- **WHAT THE EXERCISE ASKS**
The answer is all of the data, repeated exactly.

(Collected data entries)
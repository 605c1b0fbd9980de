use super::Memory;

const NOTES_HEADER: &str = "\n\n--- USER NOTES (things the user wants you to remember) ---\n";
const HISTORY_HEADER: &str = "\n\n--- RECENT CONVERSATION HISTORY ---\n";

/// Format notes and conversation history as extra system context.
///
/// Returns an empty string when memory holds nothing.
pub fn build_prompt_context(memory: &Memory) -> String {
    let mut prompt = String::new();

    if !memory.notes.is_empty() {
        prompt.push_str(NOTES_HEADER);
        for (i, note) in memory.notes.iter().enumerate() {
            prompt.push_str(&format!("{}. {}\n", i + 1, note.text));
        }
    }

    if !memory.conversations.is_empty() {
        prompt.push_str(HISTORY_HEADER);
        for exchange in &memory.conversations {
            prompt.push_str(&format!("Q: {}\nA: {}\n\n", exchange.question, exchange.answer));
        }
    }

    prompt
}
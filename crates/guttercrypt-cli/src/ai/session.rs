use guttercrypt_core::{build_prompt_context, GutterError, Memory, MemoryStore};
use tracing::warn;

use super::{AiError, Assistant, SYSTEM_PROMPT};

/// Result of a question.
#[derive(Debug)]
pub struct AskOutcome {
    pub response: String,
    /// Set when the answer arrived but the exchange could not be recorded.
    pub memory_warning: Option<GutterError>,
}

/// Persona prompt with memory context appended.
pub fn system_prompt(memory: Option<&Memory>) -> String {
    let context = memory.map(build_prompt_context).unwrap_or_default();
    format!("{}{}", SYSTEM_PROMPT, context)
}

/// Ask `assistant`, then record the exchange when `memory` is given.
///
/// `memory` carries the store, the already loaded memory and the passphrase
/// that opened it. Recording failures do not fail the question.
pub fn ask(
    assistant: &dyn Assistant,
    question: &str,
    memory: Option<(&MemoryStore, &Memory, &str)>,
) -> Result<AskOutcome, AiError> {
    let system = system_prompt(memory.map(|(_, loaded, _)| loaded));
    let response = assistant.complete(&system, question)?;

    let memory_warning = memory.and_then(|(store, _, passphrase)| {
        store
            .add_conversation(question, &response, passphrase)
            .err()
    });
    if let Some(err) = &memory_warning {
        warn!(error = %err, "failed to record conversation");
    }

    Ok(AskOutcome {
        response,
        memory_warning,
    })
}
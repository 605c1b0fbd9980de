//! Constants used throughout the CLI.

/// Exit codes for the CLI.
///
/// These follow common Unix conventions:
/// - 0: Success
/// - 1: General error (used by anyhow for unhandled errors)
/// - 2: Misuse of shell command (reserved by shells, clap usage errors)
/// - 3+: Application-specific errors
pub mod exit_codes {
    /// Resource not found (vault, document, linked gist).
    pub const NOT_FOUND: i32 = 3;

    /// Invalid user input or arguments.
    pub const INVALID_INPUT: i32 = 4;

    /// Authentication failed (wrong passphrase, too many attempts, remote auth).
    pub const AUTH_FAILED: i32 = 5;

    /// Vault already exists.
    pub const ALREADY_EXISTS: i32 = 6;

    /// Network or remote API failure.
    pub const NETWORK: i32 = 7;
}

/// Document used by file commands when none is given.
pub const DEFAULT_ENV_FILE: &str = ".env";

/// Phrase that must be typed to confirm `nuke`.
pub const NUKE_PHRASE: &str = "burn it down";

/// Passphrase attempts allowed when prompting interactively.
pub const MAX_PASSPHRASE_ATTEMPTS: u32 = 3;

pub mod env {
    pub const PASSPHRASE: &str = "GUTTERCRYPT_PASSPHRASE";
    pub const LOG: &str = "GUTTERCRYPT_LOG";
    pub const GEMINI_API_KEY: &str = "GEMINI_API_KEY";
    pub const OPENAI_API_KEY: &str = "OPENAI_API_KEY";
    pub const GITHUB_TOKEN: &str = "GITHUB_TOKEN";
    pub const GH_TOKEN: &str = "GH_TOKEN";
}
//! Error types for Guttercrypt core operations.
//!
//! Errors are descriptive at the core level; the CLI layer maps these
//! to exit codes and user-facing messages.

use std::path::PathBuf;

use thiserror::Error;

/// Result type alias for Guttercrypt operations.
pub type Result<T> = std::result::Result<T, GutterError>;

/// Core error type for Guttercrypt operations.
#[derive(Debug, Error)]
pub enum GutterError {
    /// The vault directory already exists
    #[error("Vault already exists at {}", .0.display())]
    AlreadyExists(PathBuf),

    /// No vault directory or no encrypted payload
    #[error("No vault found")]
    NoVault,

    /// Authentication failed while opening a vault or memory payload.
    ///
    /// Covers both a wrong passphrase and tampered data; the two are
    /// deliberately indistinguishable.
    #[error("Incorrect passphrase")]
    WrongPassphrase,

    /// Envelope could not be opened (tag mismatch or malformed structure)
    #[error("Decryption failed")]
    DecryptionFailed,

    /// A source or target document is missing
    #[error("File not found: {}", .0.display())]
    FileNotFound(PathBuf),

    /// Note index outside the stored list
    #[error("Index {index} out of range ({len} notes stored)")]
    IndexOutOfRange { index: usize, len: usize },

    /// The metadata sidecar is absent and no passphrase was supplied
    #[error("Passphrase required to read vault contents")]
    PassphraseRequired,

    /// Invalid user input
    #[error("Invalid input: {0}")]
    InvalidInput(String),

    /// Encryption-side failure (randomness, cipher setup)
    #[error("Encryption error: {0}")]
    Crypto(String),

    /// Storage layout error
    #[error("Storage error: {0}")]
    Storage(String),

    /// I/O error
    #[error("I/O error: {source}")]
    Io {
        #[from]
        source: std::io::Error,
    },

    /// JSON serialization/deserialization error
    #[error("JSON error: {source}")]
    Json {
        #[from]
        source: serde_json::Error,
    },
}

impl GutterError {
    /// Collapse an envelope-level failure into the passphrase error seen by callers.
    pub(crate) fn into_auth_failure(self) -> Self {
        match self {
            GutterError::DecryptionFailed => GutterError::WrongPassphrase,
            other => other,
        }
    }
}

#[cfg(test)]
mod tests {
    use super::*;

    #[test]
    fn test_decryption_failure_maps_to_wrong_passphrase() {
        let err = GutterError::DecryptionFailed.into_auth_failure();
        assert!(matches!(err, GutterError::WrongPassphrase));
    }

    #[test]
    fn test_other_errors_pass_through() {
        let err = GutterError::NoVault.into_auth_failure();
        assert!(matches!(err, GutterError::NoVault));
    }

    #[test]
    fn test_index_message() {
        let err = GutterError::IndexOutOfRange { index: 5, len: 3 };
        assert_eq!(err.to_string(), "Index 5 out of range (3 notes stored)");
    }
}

- **EXPECTED OUTPUT**
repository 605c1b0fbd9980de
use super::Memory;

const NOTES_HEADER: &str = "\n\n--- USER NOTES (things the user wants you to remember) ---\n";
const HISTORY_HEADER: &str = "\n\n--- RECENT CONVERSATION HISTORY ---\n";

/// Format notes and conversation history as extra system context.
///
/// Returns an empty string when memory holds nothing.
pub fn build_prompt_context(memory: &Memory) -> String {
    let mut prompt = String::new();

    if !memory.notes.is_empty() {
        prompt.push_str(NOTES_HEADER);
        for (i, note) in memory.notes.iter().enumerate() {
            prompt.push_str(&format!("{}. {}\n", i + 1, note.text));
        }
    }

    if !memory.conversations.is_empty() {
        prompt.push_str(HISTORY_HEADER);
        for exchange in &memory.conversations {
            prompt.push_str(&format!("Q: {}\nA: {}\n\n", exchange.question, exchange.answer));
        }
    }

    prompt
}
filename crates/guttercrypt-cli/src/ai/session.rs
use guttercrypt_core::{build_prompt_context, GutterError, Memory, MemoryStore};
use tracing::warn;

use super::{AiError, Assistant, SYSTEM_PROMPT};

/// Result of a question.
#[derive(Debug)]
pub struct AskOutcome {
    pub response: String,
    /// Set when the answer arrived but the exchange could not be recorded.
    pub memory_warning: Option<GutterError>,
}

/// Persona prompt with memory context appended.
pub fn system_prompt(memory: Option<&Memory>) -> String {
    let context = memory.map(build_prompt_context).unwrap_or_default();
    format!("{}{}", SYSTEM_PROMPT, context)
}

/// Ask `assistant`, then record the exchange when `memory` is given.
///
/// `memory` carries the store, the already loaded memory and the passphrase
/// that opened it. Recording failures do not fail the question.
pub fn ask(
    assistant: &dyn Assistant,
    question: &str,
    memory: Option<(&MemoryStore, &Memory, &str)>,
) -> Result<AskOutcome, AiError> {
    let system = system_prompt(memory.map(|(_, loaded, _)| loaded));
    let response = assistant.complete(&system, question)?;

    let memory_warning = memory.and_then(|(store, _, passphrase)| {
        store
            .add_conversation(question, &response, passphrase)
            .err()
    });
    if let Some(err) = &memory_warning {
        warn!(error = %err, "failed to record conversation");
    }

    Ok(AskOutcome {
        response,
        memory_warning,
    })
}
repository 605c1b0fbd9980de
//! Constants used throughout the CLI.

/// Exit codes for the CLI.
///
/// These follow common Unix conventions:
/// - 0: Success
/// - 1: General error (used by anyhow for unhandled errors)
/// - 2: Misuse of shell command (reserved by shells, clap usage errors)
/// - 3+: Application-specific errors
pub mod exit_codes {
    /// Resource not found (vault, document, linked gist).
    pub const NOT_FOUND: i32 = 3;

    /// Invalid user input or arguments.
    pub const INVALID_INPUT: i32 = 4;

    /// Authentication failed (wrong passphrase, too many attempts, remote auth).
    pub const AUTH_FAILED: i32 = 5;

    /// Vault already exists.
    pub const ALREADY_EXISTS: i32 = 6;

    /// Network or remote API failure.
    pub const NETWORK: i32 = 7;
}

/// Document used by file commands when none is given.
pub const DEFAULT_ENV_FILE: &str = ".env";

/// Phrase that must be typed to confirm `nuke`.
pub const NUKE_PHRASE: &str = "burn it down";

/// Passphrase attempts allowed when prompting interactively.
pub const MAX_PASSPHRASE_ATTEMPTS: u32 = 3;

pub mod env {
    pub const PASSPHRASE: &str = "GUTTERCRYPT_PASSPHRASE";
    pub const LOG: &str = "GUTTERCRYPT_LOG";
    pub const GEMINI_API_KEY: &str = "GEMINI_API_KEY";
    pub const OPENAI_API_KEY: &str = "OPENAI_API_KEY";
    pub const GITHUB_TOKEN: &str = "GITHUB_TOKEN";
    pub const GH_TOKEN: &str = "GH_TOKEN";
}
//! Error types for Guttercrypt core operations.
//!
//! Errors are descriptive at the core level; the CLI layer maps these
//! to exit codes and user-facing messages.

use std::path::PathBuf;

use thiserror::Error;

/// Result type alias for Guttercrypt operations.
pub type Result<T> = std::result::Result<T, GutterError>;

/// Core error type for Guttercrypt operations.
#[derive(Debug, Error)]
pub enum GutterError {
    /// The vault directory already exists
    #[error("Vault already exists at {}", .0.display())]
    AlreadyExists(PathBuf),

    /// No vault directory or no encrypted payload
    #[error("No vault found")]
    NoVault,

    /// Authentication failed while opening a vault or memory payload.
    ///
    /// Covers both a wrong passphrase and tampered data; the two are
    /// deliberately indistinguishable.
    #[error("Incorrect passphrase")]
    WrongPassphrase,

    /// Envelope could not be opened (tag mismatch or malformed structure)
    #[error("Decryption failed")]
    DecryptionFailed,

    /// A source or target document is missing
    #[error("File not found: {}", .0.display())]
    FileNotFound(PathBuf),

    /// Note index outside the stored list
    #[error("Index {index} out of range ({len} notes stored)")]
    IndexOutOfRange { index: usize, len: usize },

    /// The metadata sidecar is absent and no passphrase was supplied
    #[error("Passphrase required to read vault contents")]
    PassphraseRequired,

    /// Invalid user input
    #[error("Invalid input: {0}")]
    InvalidInput(String),

    /// Encryption-side failure (randomness, cipher setup)
    #[error("Encryption error: {0}")]
    Crypto(String),

    /// Storage layout error
    #[error("Storage error: {0}")]
    Storage(String),

    /// I/O error
    #[error("I/O error: {source}")]
    Io {
        #[from]
        source: std::io::Error,
    },

    /// JSON serialization/deserialization error
    #[error("JSON error: {source}")]
    Json {
        #[from]
        source: serde_json::Error,
    },
}

impl GutterError {
    /// Collapse an envelope-level failure into the passphrase error seen by callers.
    pub(crate) fn into_auth_failure(self) -> Self {
        match self {
            GutterError::DecryptionFailed => GutterError::WrongPassphrase,
            other => other,
        }
    }
}

#[cfg(test)]
mod tests {
    use super::*;

    #[test]
    fn test_decryption_failure_maps_to_wrong_passphrase() {
        let err = GutterError::DecryptionFailed.into_auth_failure();
        assert!(matches!(err, GutterError::WrongPassphrase));
    }

    #[test]
    fn test_other_errors_pass_through() {
        let err = GutterError::NoVault.into_auth_failure();
        assert!(matches!(err, GutterError::NoVault));
    }

    #[test]
    fn test_index_message() {
        let err = GutterError::IndexOutOfRange { index: 5, len: 3 };
        assert_eq!(err.to_string(), "Index 5 out of range (3 notes stored)");
    }
}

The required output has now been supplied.